Governo mantém intenção de instalar polo hospitalar no Pico

Governo mantém intenção de instalar polo hospitalar no Pico

 

Lusa/AO online   Regional   29 de Mai de 2015, 19:09

O secretário regional da Saúde dos Açores reafirmou a intenção de instalar na Madalena, no Pico, um polo do Hospital da Horta, salientando, contudo, que não pretende "centralizar" os serviços de saúde da ilha num só concelho.

 

"Não estamos a falar de centralização de serviços.
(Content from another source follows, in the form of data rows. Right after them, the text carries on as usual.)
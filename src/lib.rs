pub mod client;
pub mod config;
pub mod data_models;
pub mod display;
pub mod error;
pub mod paginator;
pub mod query;
pub mod wire;

pub use client::SearchClient;
pub use config::ClientConfig;
pub use display::Summary;
pub use data_models::{
    EntityType, Facet, FacetValue, Hit, Pagination, ProductHit, ProductType, SearchOutcome,
    SearchRequest, SearchResponse, SuggestionHit,
};
pub use error::{DecodeError, GraphQLErrorDetail, SearchError};
pub use paginator::Paginator;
Estamos a falar da criação de um serviço que não existe", frisou Luís Cabral, numa audição na Comissão de Assuntos Sociais da Assembleia Legislativa da Região Autónoma dos Açores, em Angra do Heroísmo.

O governante falava em reação a uma petição entregue no parlamento açoriano, com mais de mil assinaturas, que defende o recuo da centralização do serviço de urgências no Centro de Saúde da Madalena.

A ilha do Pico tem três centros de saúde, na Madalena, em São Roque e nas Lajes, abertos 24 horas por dia, com serviço de urgências, assegurado pelos médicos de família.

Os utentes temem que apenas o Centro de Saúde da Madalena mantenha o serviço urgências 24 horas por dia, alegando que o concelho não é o mais central da ilha e que a medida vai beneficiar apenas um terço da população.

O secretário regional da Saúde disse, no entanto, que a intenção da tutela é criar um "polo descentralizado do Hospital da Horta" (Faial), que terá um médico de Medicina Interna em permanência, oferecendo desta forma "algum tipo de resposta hospitalar" na ilha do Pico.

Segundo o governante, esta medida vai beneficiar toda a população da ilha do Pico e evitar deslocações para o Hospital da Horta, em situações de urgência e de internamento.

Quanto à escolha da Madalena, Luís Cabral disse que os peticionários não têm em consideração a centralidade demográfica do concelho, as condições físicas do centro de saúde e a proximidade geográfica com o Hospital da Horta, que suporta a unidade.

O secretário salientou ainda que os concelhos de São Roque e das Lajes terão viaturas de Suporte Imediato de Vida (SIV) para dar uma melhor resposta às situações urgentes, acrescentando que o serviço de atendimento permanente também já foi encerrado noutros centros de saúde na região, nas ilhas Terceira e São Miguel, com bons resultados.

O deputado do PSD Cláudio Lopes lamentou que a petição só agora tenha sido discutida, tendo já dado entrada na Assembleia Legislativa há mais de sete meses.

Para o parlamentar social-democrata, o executivo açoriano tem algumas "incertezas" quanto à medida ou não tem "firmeza" para a implementar.

Cláudio Lopes considerou que a criação de um serviço diferenciado na Madalena não deve implicar o encerramento dos serviços de urgências durante a noite nos restantes concelhos e acusou o executivo açoriano de não investir em equipamento no Centro de Saúde da Madalena.

O governante reconheceu que dos dois milhões de euros previstos no Orçamento da Região para equipamento no Centro de Saúde da Madalena, apenas 200 mil foram investidos, mas explicou que o investimento estava dependente da candidatura a fundos comunitários.

Questionado sobre o atraso na instalação de um destacamento de bombeiros na freguesia da Piedade, Luís Cabral disse que o Serviço Regional de Proteção Civil e Bombeiros dos Açores já pressionou a Associação Humanitária dos Bombeiros Voluntários das Lajes nesse sentido, acrescentando que se tal não acontecer pedirá a colaboração das outras associações humanitárias da ilha do Pico.